Date Joined Oct 2006
Total Posts : 71
   Posted 10/17/2006 11:40 AM (GMT -7)   

Today I thought I was having quite a good day, the reality I think was just that I have been really busy at work.  I am now home and just sitting here crying.  I am not sure what over and I am not sobbing, just feeling overwhelmingly sad.  I feel as if I have been beaten up mentally and just want to give up on everything.  Everything just seems like such hard work lately.  There's slowly who can't cry and me who can't stop and that is just making me sadder.

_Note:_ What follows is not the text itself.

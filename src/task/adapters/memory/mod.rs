//! In-memory adapters for the task hierarchy.

mod task;

pub use task::InMemoryTaskRepository;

Any suggestions? Is this just more ‘normal’ feelings of depression or am I just being stupid?


hopefulmigrainer
Veteran Member


Date Joined Oct 2006
Total Posts : 902
   Posted 10/17/2006 1:59 PM (GMT -7)   
Wizzer, let it out. Talk to your safe friends. You are chemically depressed and likely grieving over. When my husband left I couldn't stop crying for 5 1/2 months. I was grieving but it was likely I was greiving all of the pain and loss in my life as well. Are you seeing a talk doc? Are you on anti-depressants? Take care.
K.
Talk2Kel 
DX: chronic migraine, cervical degeneration, depression/anxiety 
RX: Wellbutrin, Lexapro, Soma, Immitrex 
"You don't find out that God is all you've got until God is all you've got."


sleeplessnites
New Member


Date Joined Oct 2006
Total Posts : 6
   Posted 10/17/2006 7:35 PM (GMT -7)   
sometimes i cry outa no where when my hormones are outa wack. doesnt even have to be cuz im PMS-ing. sometimes its just ups and downs.

slowlygoingcrazy
Regular Member


Date Joined Sep 2006
Total Posts : 122
   Posted 10/17/2006 8:52 PM (GMT -7)   
If you and I could only find some place to meet in the middle. I'll take some of your tears and you can cry less!!!! Be good for both of us I think. It's been a long day for me today...... Lack of sleep is catching up. Take care of yourself and let it all out. In the end it can only help.

slowly
 It would be easier to tell people I have cancer than it is to tell them I am severely depressed.....


ShynSassy
Veteran Member


Date Joined Dec 2005
Total Posts : 3036
   Posted 10/18/2006 5:03 AM (GMT -7)   
There are times that I get so mad,that I can actually feel the anger from my toes to the top of my head. Then the tears start,and I am telling myself the whole time "what is your problem", I think that you are so good at holding things in on the outside (like most depressed people do) that you have to let it out once in awhile.
When I get to that point,I can bawl like a fountain for 6 hours straight.Wake up with my eyes swollen shut,and feel like I have not slept at all.And just go for the rest of the day like I do not belong anywhere.